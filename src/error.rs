//! Service error type and its JSON response shape.

use axum::{
  http::StatusCode,
  response::{IntoResponse, Response},
  Json,
};
use serde::Serialize;
use thiserror::Error;
use tracing::error;

#[derive(Error, Debug)]
pub enum ApiError {
  #[error("Lab not found: {0}")]
  LabNotFound(String),

  #[error("Day {day} not found in lab {lab}")]
  DayNotFound { lab: String, day: u32 },

  #[error("Block not found: {0}")]
  BlockNotFound(String),

  #[error("No day is open in this session")]
  NoOpenDay,

  #[error("Invalid input: {0}")]
  InvalidInput(String),

  #[error("Serialization error: {0}")]
  Serialization(#[from] serde_json::Error),
}

impl ApiError {
  pub fn code(&self) -> &'static str {
    match self {
      ApiError::LabNotFound(_) => "LAB_NOT_FOUND",
      ApiError::DayNotFound { .. } => "DAY_NOT_FOUND",
      ApiError::BlockNotFound(_) => "BLOCK_NOT_FOUND",
      ApiError::NoOpenDay => "NO_OPEN_DAY",
      ApiError::InvalidInput(_) => "INVALID_INPUT",
      ApiError::Serialization(_) => "SERIALIZATION_ERROR",
    }
  }

  pub fn status(&self) -> StatusCode {
    match self {
      ApiError::LabNotFound(_) | ApiError::DayNotFound { .. } | ApiError::BlockNotFound(_) => StatusCode::NOT_FOUND,
      ApiError::NoOpenDay | ApiError::InvalidInput(_) => StatusCode::BAD_REQUEST,
      ApiError::Serialization(_) => StatusCode::INTERNAL_SERVER_ERROR,
    }
  }
}

/// Body of every error response.
#[derive(Debug, Serialize)]
pub struct ErrorOut {
  pub code: &'static str,
  pub message: String,
}

impl IntoResponse for ApiError {
  fn into_response(self) -> Response {
    let status = self.status();
    if status.is_server_error() {
      error!(target: "labs_backend", code = self.code(), error = %self, "Request failed");
    }
    (status, Json(ErrorOut { code: self.code(), message: self.to_string() })).into_response()
  }
}

pub type ApiResult<T> = Result<T, ApiError>;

EXERCISE
Count how many lines in the data above include the string "IntoResponse", and write only that number.

REPLY TO THE EXERCISE
2